**DATA FOR REVIEW**
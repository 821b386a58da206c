use serde::{Deserialize, Serialize};
use std::collections::HashMap;
use std::time::Instant;

/// Opaque ID types for type safety
pub type RoomId = String;
pub type PlayerId = String;

/// A roster entry. AI players get their answers filled in by the canned
/// responder instead of a connected client.
#[derive(Debug, Clone, Serialize, Deserialize, PartialEq)]
pub struct Player {
    pub name: String,
    pub is_ai: bool,
}

#[derive(Debug, Clone, Copy, Serialize, Deserialize, PartialEq)]
#[serde(rename_all = "SCREAMING_SNAKE_CASE")]
pub enum RoomPhase {
    /// No question posted yet
    Idle,
    /// Question posted, answers and votes being gathered
    Collecting,
}

/// Per-room game state. Connections are tracked separately in the
/// `ConnectionRegistry`; a room record never holds transport handles.
#[derive(Debug)]
pub struct Room {
    pub id: RoomId,
    pub phase: RoomPhase,
    pub players: HashMap<PlayerId, Player>,
    pub current_question: Option<String>,
    pub answers: HashMap<PlayerId, String>,
    pub votes: HashMap<PlayerId, PlayerId>,
    /// Updated on every state-mutating operation and on disconnect.
    /// Drives the TTL expiry policy.
    pub last_activity: Instant,
}

impl Room {
    pub fn new(id: RoomId) -> Self {
        Self {
            id,
            phase: RoomPhase::Idle,
            players: HashMap::new(),
            current_question: None,
            answers: HashMap::new(),
            votes: HashMap::new(),
            last_activity: Instant::now(),
        }
    }

    pub fn touch(&mut self) {
        self.last_activity = Instant::now();
    }

    /// Roster ids in a stable order for snapshots and broadcasts
    pub fn roster(&self) -> Vec<PlayerId> {
        let mut ids: Vec<PlayerId> = self.players.keys().cloned().collect();
        ids.sort();
        ids
    }
}

/// Resync view returned to a joining client so it doesn't have to wait for
/// the next broadcast
#[derive(Debug, Clone, Serialize, Deserialize)]
pub struct RoomSnapshot {
    pub room_id: RoomId,
    pub question: Option<String>,
    pub players: Vec<PlayerId>,
}

/// Outcome of a vote tally: the current plurality leader
#[derive(Debug, Clone, Serialize, Deserialize, PartialEq)]
pub struct Elimination {
    pub eliminated: PlayerId,
    pub was_ai: bool,
    pub votes: u32,
}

**TASK OBJECTIVE**
Starting from the top of the records and ending at the line that contains "a connected client.", repeat each line exactly and return only those lines.

**ANSWER TO THIS TASK**
repository 821b386a58da206c
use serde::{Deserialize, Serialize};
use std::collections::HashMap;
use std::time::Instant;

/// Opaque ID types for type safety
pub type RoomId = String;
pub type PlayerId = String;

/// A roster entry. AI players get their answers filled in by the canned
/// responder instead of a connected client.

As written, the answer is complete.